Back from his latest health-related absence, Met music director James Levine took unsteady bows and showed a significant weight loss. As a seasoned Wagnerian, he drew a performance from the Met orchestra that blazed when it needed to, but elsewhere it dragged, as in the long second scene when the gods negotiate over Valhalla. Narrative passages had slack tempos and limp accompaniment. If this is a sign of things to come, Siegfried (the narrative-heavy third part of the Ring) may be interminable.

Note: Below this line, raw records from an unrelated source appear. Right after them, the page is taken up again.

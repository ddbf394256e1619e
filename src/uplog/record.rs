use crate::error::{ErrorKind, HttpError};
use serde::{Deserialize, Serialize};

/// Which exchange a record describes
#[derive(Debug, Clone, Copy, PartialEq, Eq, Serialize, Deserialize)]
#[serde(rename_all = "snake_case")]
pub enum UpType {
    Form,
    Mkblk,
    Mkfile,
}

/// One line of the upload log
#[derive(Debug, Clone, PartialEq, Eq, Serialize, Deserialize)]
pub struct UplogRecord {
    /// Epoch milliseconds
    pub timestamp: i64,
    pub up_type: UpType,
    pub endpoint: String,
    #[serde(skip_serializing_if = "Option::is_none")]
    pub status_code: Option<u16>,
    pub duration_ms: u64,
    pub retry_count: usize,
    pub bytes_sent: u64,
    pub total_size: u64,
    #[serde(skip_serializing_if = "Option::is_none")]
    pub error_kind: Option<ErrorKind>,
    #[serde(skip_serializing_if = "Option::is_none")]
    pub error_message: Option<String>,
}

impl UplogRecord {
    pub fn new(up_type: UpType, endpoint: impl Into<String>) -> Self {
        Self {
            timestamp: chrono::Utc::now().timestamp_millis(),
            up_type,
            endpoint: endpoint.into(),
            status_code: None,
            duration_ms: 0,
            retry_count: 0,
            bytes_sent: 0,
            total_size: 0,
            error_kind: None,
            error_message: None,
        }
    }

    pub fn with_error(mut self, error: &HttpError) -> Self {
        self.status_code = error.status_code().or(self.status_code);
        self.error_kind = Some(error.decision().kind);
        self.error_message = Some(error.kind().to_string());
        self
    }

    pub fn to_line(&self) -> serde_json::Result<String> {
        serde_json::to_string(self)
    }
}

#[cfg(test)]
mod tests {
    use super::*;
    use crate::error::{HttpErrorKind, RetryKind};

    #[test]
    fn test_record_line() {
        let mut record = UplogRecord::new(UpType::Mkblk, "https://up.example.com");
        record.status_code = Some(200);
        record.bytes_sent = 4;

        let line = record.to_line().unwrap();
        assert!(line.contains("\"up_type\":\"mkblk\""));
        assert!(line.contains("\"status_code\":200"));
        assert!(!line.contains("error_kind"));
        assert!(!line.contains('\n'));
    }

    #[test]
    fn test_record_with_error() {
        let error = HttpError::new(
            HttpErrorKind::ResponseStatusCode {
                status: 503,
                message: "busy".to_string(),
            },
            RetryKind::HostUnretryable,
        );
        let record = UplogRecord::new(UpType::Form, "https://up.example.com").with_error(&error);

        assert_eq!(record.status_code, Some(503));
        assert_eq!(record.error_kind, Some(ErrorKind::ResponseStatusCode));
        assert!(record.error_message.unwrap().contains("busy"));
    }
}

How much can be remedied with more time to let the production jell? Met management says the final scene's malfunction will be addressed in future performances. The singers will inevitably grow more comfortable in the staging. But when a production invokes neither the traditional alternative universe (like Otto Schenk's) nor the updated robber baron-era (like Patrice Chéreau's), you're left outside of the opera's world, asking the wrong questions. In this pre-civilization netherworld, why does everybody want gold when there's nothing to spend it on? Why rule the world when there's not much to rule?
Das Rheingold
Music and libretto by Richard Wagner. Production by Robert Lepage, set design by Carl Fillion, video by Boris Firquet, costumes by François St-Aubin.
Cast:
Alberich . . . Eric Owens
Fricka . . . Stephanie Blythe
Wotan . . . Bryn Terfel
Freia . . . Wendy Bryn Harmer
Fasolt . . . Franz-Josef Selig
Fafner . . . Hans-Peter König
Froh . . . Adam Diegel
Donner . . . Dwayne Croft
Loge . . . Richard Croft
Presented by the Metropolitan Opera, Lincoln Center, New York, Monday, Oct. 9, March 30, April 2. Performances are sold out. Information on standing room, waiting list tickets, and movie theater simulcasts: 212-362-6000 or www.metoperafamily.org.fdf
Contact music critic David Patrick Stearns at dstearns@phillynews.com.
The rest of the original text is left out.